Both the presentations were good.

     Thanks to Noufal for this mail. It is a nice summary of the over
all mood. I would like to add a few of my suggestions.

On Mon, Oct 1, 2012 at 1:37 PM, Noufal Ibrahim <noufal at nibrahim.net.in> wrote:
>
>
> - OTOH, maybe it is sensible to avoid tutorials all together. 3 days is
>   harrowing for everybody and the separate registrations and stuff makes
>   it quite hard.
>

         I would like to have tutorials(though I couldn't attend them
this year due to unavoidable reasons). This where people new to python
pick things up. But, here is what I would suggest. We should do the
CfP by around April, and announce the selected proposals by around
mid-July. We can use the  intervening time to do rigorous rounds of
selection - including asking the presenter to show a non-trivial
working example of his talk(and it should not be picked from the
tool's tutorial page). This is just a suggestion



>
> 5. Poor talk quality - This was by far the biggest complaint. Following
>    are some suggestions.
>

      This was felt by a lot of people. We felt that some of the
presenters were actually disinterested. May be their organisation
asked them to give a talk ? Again, talks should not be blind
theoretical data, picked from various web sites. These are a few
things that we should take into account.

       Probably, we need to ask people to upload their complete
material, including slides and code, and with more volunteers review
the content, at least a month before the event. I agree that we need a
lot more man power for this. But we will do our best.

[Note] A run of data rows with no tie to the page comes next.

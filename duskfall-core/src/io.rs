//! Presentation and input seam.
//!
//! The engine never touches stdin/stdout directly. Narration and
//! prompting go through the [`Console`] trait; the `duskfall` binary
//! implements it over the terminal, and tests drive the engine with the
//! scripted implementation in [`crate::testing`].

/// The presentation/input collaborator.
pub trait Console {
    /// Emit one line of narration.
    fn say(&mut self, line: &str);

    /// Ask a question and return the raw answer line.
    fn ask(&mut self, prompt: &str) -> String;

    /// Ask until the player answers yes or no.
    fn ask_yes_no(&mut self, prompt: &str) -> bool {
        loop {
            let answer = self.ask(prompt);
            match answer.trim().to_lowercase().as_str() {
                "y" | "yes" => return true,
                "n" | "no" => return false,
                _ => self.say("Please answer yes or no."),
            }
        }
    }
}

/// Normalize a raw answer for command matching.
pub fn normalize(answer: &str) -> String {
    answer.trim().to_lowercase()
}

#[cfg(test)]
mod tests {
    use super::*;
    use crate::testing::ScriptedConsole;

    #[test]
    fn ask_yes_no_reprompts_until_answered() {
        let mut console = ScriptedConsole::with_answers(["what", "maybe", "YES"]);
        assert!(console.ask_yes_no("Proceed?"));
        assert_eq!(
            console
                .lines
                .iter()
                .filter(|l| l.contains("yes or no"))
                .count(),
            2
        );
    }

    #[test]
    fn normalize_trims_and_lowercases() {
        assert_eq!(normalize("  Attack \n"), "attack");
    }
}
//! Save-file persistence.
//!
//! The save record is the flat player JSON with a version field beside
//! it. Stores are a trait so sessions can run against an in-memory
//! double in tests; the real store writes pretty-printed JSON under a
//! directory, with the boss second-chance checkpoint in a sibling file.

use std::fs;
use std::path::{Path, PathBuf};

use serde::{Deserialize, Serialize};
use thiserror::Error;

use crate::player::Player;

/// Bumped whenever the save-file shape changes incompatibly.
pub const SAVE_VERSION: u32 = 1;

#[derive(Debug, Error)]
pub enum SaveError {
    #[error("save i/o error: {0}")]
    Io(#[from] std::io::Error),
    #[error("save decode error: {0}")]
    Json(#[from] serde_json::Error),
    #[error("save version {found} is not supported (expected {SAVE_VERSION})")]
    VersionMismatch { found: u32 },
    #[error("no save file found")]
    NotFound,
}

#[derive(Debug, Serialize, Deserialize)]
struct SaveFile {
    version: u32,
    #[serde(flatten)]
    player: Player,
}

/// Where player state goes between (and across) runs.
///
/// Failures are reported, never fatal; callers keep playing with the
/// in-memory state they already have.
pub trait SaveStore {
    fn save(&mut self, player: &Player) -> Result<(), SaveError>;
    fn load(&mut self) -> Result<Player, SaveError>;
    /// The second-chance snapshot written when a boss defeats the player.
    fn save_checkpoint(&mut self, player: &Player) -> Result<(), SaveError>;
    fn load_checkpoint(&mut self) -> Result<Player, SaveError>;
}

/// JSON files under a save directory.
#[derive(Debug, Clone)]
pub struct FileStore {
    save_path: PathBuf,
    checkpoint_path: PathBuf,
}

impl FileStore {
    pub fn new(dir: impl AsRef<Path>) -> Self {
        let dir = dir.as_ref();
        Self {
            save_path: dir.join("save.json"),
            checkpoint_path: dir.join("rebirth.json"),
        }
    }

    fn write(path: &Path, player: &Player) -> Result<(), SaveError> {
        if let Some(parent) = path.parent() {
            fs::create_dir_all(parent)?;
        }
        let file = SaveFile {
            version: SAVE_VERSION,
            player: player.clone(),
        };
        let json = serde_json::to_string_pretty(&file)?;
        fs::write(path, json)?;
        tracing::debug!(path = %path.display(), "wrote save");
        Ok(())
    }

    fn read(path: &Path) -> Result<Player, SaveError> {
        if !path.exists() {
            return Err(SaveError::NotFound);
        }
        let json = fs::read_to_string(path)?;
        let file: SaveFile = serde_json::from_str(&json)?;
        if file.version != SAVE_VERSION {
            return Err(SaveError::VersionMismatch {
                found: file.version,
            });
        }
        Ok(file.player)
    }
}

impl SaveStore for FileStore {
    fn save(&mut self, player: &Player) -> Result<(), SaveError> {
        Self::write(&self.save_path, player)
    }

    fn load(&mut self) -> Result<Player, SaveError> {
        Self::read(&self.save_path)
    }

    fn save_checkpoint(&mut self, player: &Player) -> Result<(), SaveError> {
        Self::write(&self.checkpoint_path, player)
    }

    fn load_checkpoint(&mut self) -> Result<Player, SaveError> {
        Self::read(&self.checkpoint_path)
    }
}
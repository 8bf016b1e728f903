//! Scripted doubles for deterministic tests.
//!
//! `ScriptedConsole` plays back canned answers and records narration;
//! `ScriptedDice` plays back canned rolls; `MemoryStore` keeps saves in
//! memory and counts calls. Panics here are fine: these types only run
//! under test.

use std::collections::VecDeque;

use crate::dice::Dice;
use crate::io::Console;
use crate::persist::{SaveError, SaveStore};
use crate::player::Player;

/// A console that answers from a script and records everything said.
#[derive(Debug, Default)]
pub struct ScriptedConsole {
    answers: VecDeque<String>,
    /// Every line said, in order.
    pub lines: Vec<String>,
    /// Every prompt asked, in order.
    pub prompts: Vec<String>,
}

impl ScriptedConsole {
    pub fn new() -> Self {
        Self::default()
    }

    pub fn with_answers<I, S>(answers: I) -> Self
    where
        I: IntoIterator<Item = S>,
        S: Into<String>,
    {
        Self {
            answers: answers.into_iter().map(Into::into).collect(),
            ..Self::default()
        }
    }

    pub fn push_answer(&mut self, answer: impl Into<String>) {
        self.answers.push_back(answer.into());
    }

    pub fn has_line_containing(&self, needle: &str) -> bool {
        self.lines.iter().any(|line| line.contains(needle))
    }
}

impl Console for ScriptedConsole {
    fn say(&mut self, line: &str) {
        self.lines.push(line.to_string());
    }

    fn ask(&mut self, prompt: &str) -> String {
        self.prompts.push(prompt.to_string());
        self.answers
            .pop_front()
            .unwrap_or_else(|| panic!("console script ran out of answers at {prompt:?}"))
    }
}

/// Dice that play back scripted rolls.
///
/// An exhausted uniform queue yields just-under-one draws (so `chance`
/// never fires by accident); an exhausted range queue yields the low
/// bound.
#[derive(Debug, Default)]
pub struct ScriptedDice {
    uniforms: VecDeque<f64>,
    ranges: VecDeque<i32>,
}

impl ScriptedDice {
    pub fn new() -> Self {
        Self::default()
    }

    pub fn with_uniforms<I: IntoIterator<Item = f64>>(mut self, draws: I) -> Self {
        self.uniforms.extend(draws);
        self
    }

    pub fn with_ranges<I: IntoIterator<Item = i32>>(mut self, rolls: I) -> Self {
        self.ranges.extend(rolls);
        self
    }
}

impl Dice for ScriptedDice {
    fn uniform(&mut self) -> f64 {
        self.uniforms.pop_front().unwrap_or(0.999_999)
    }

    fn range(&mut self, lo: i32, hi: i32) -> i32 {
        match self.ranges.pop_front() {
            Some(roll) => roll.clamp(lo, hi),
            None => lo,
        }
    }
}

/// An in-memory save store with call counters and failure switches.
#[derive(Debug, Default)]
pub struct MemoryStore {
    pub saved: Option<Player>,
    pub checkpoint: Option<Player>,
    pub saves: usize,
    pub loads: usize,
    pub checkpoints: usize,
    pub fail_saves: bool,
    pub fail_loads: bool,
}

impl MemoryStore {
    pub fn new() -> Self {
        Self::default()
    }

    /// A store pre-seeded with a persisted player.
    pub fn holding(player: Player) -> Self {
        Self {
            saved: Some(player),
            ..Self::default()
        }
    }
}

impl SaveStore for MemoryStore {
    fn save(&mut self, player: &Player) -> Result<(), SaveError> {
        self.saves += 1;
        if self.fail_saves {
            return Err(SaveError::Io(std::io::Error::other("scripted save failure")));
        }
        self.saved = Some(player.clone());
        Ok(())
    }

    fn load(&mut self) -> Result<Player, SaveError> {
        self.loads += 1;
        if self.fail_loads {
            return Err(SaveError::Io(std::io::Error::other("scripted load failure")));
        }
        self.saved.clone().ok_or(SaveError::NotFound)
    }

    fn save_checkpoint(&mut self, player: &Player) -> Result<(), SaveError> {
        self.checkpoints += 1;
        self.checkpoint = Some(player.clone());
        Ok(())
    }

    fn load_checkpoint(&mut self) -> Result<Player, SaveError> {
        self.checkpoint.clone().ok_or(SaveError::NotFound)
    }
}
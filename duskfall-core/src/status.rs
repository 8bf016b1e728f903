//! Poison and bleed countdown timers.
//!
//! Two independent, non-stacking afflictions live on the player record.
//! Each is either inert (zero) or counting down; a tick deals its fixed
//! damage and decrements. Reapplying an affliction resets its timer
//! rather than adding to it.

use serde::{Deserialize, Serialize};

/// Turns an affliction lasts when (re)applied.
pub const AFFLICTION_DURATION: u32 = 2;
/// Damage dealt per active poison tick.
pub const POISON_TICK_DAMAGE: i32 = 1;
/// Damage dealt per active bleed tick.
pub const BLEED_TICK_DAMAGE: i32 = 2;

/// Per-combatant affliction state, persisted flat in the save record.
#[derive(Debug, Clone, Default, PartialEq, Eq, Serialize, Deserialize)]
pub struct Afflictions {
    pub poison_turns: u32,
    pub bleed_turns: u32,
}

/// Damage produced by one processing tick.
#[derive(Debug, Clone, Copy, Default, PartialEq, Eq)]
pub struct TickReport {
    pub poison_damage: i32,
    pub bleed_damage: i32,
}

impl TickReport {
    pub fn total(&self) -> i32 {
        self.poison_damage + self.bleed_damage
    }
}

impl Afflictions {
    /// Reset the poison timer to its full duration.
    pub fn apply_poison(&mut self) {
        self.poison_turns = AFFLICTION_DURATION;
    }

    /// Reset the bleed timer to its full duration.
    pub fn apply_bleed(&mut self) {
        self.bleed_turns = AFFLICTION_DURATION;
    }

    pub fn is_poisoned(&self) -> bool {
        self.poison_turns > 0
    }

    pub fn is_bleeding(&self) -> bool {
        self.bleed_turns > 0
    }

    /// Deal one tick of damage for each active timer and count it down.
    pub fn tick(&mut self) -> TickReport {
        let mut report = TickReport::default();
        if self.poison_turns > 0 {
            report.poison_damage = POISON_TICK_DAMAGE;
            self.poison_turns -= 1;
        }
        if self.bleed_turns > 0 {
            report.bleed_damage = BLEED_TICK_DAMAGE;
            self.bleed_turns -= 1;
        }
        report
    }

    /// Clear both timers unconditionally (bandage).
    pub fn cure(&mut self) {
        self.poison_turns = 0;
        self.bleed_turns = 0;
    }
}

> - One hour is too long for a talk and gives people time to ramble. 30
>   minutes of talk plus 10 or 15 minutes of questions. If it takes more
>   than that, it's covering too much.
>
        May be like the US pycon, we can have longer sessions, in
which lengthy discussions can be organised. For eg., someone
explaining the ZTK may not be able to cover up a lot of things in a
diligent way within 1 hour.

> - CFP and selection done *much* earlier with a larger review
>   committee. Perhaps with multiple meetings of members (over IRC). We'll
>   have to take into consideration the bio of the presenter and get a
>   little brutal with selection.
>

    Yes :) About April beginning, and close it by first week of May.
After selecting the proposals, allow uploads of presentation material
till middle of June. And do further checks on that ? Will that be
possible if we have an expert panel of volunteers ?

>
> 6. Too tight a schedule - No sufficient gap between talk slots.
>
> - We should keep 5 (or even 10) minutes of "free time" between slots and
>   mercilessly enforce this.
>
     Yes, by the time we move out of a hall and get into the next, the
speaker has already finished the intent and purpose of the talk.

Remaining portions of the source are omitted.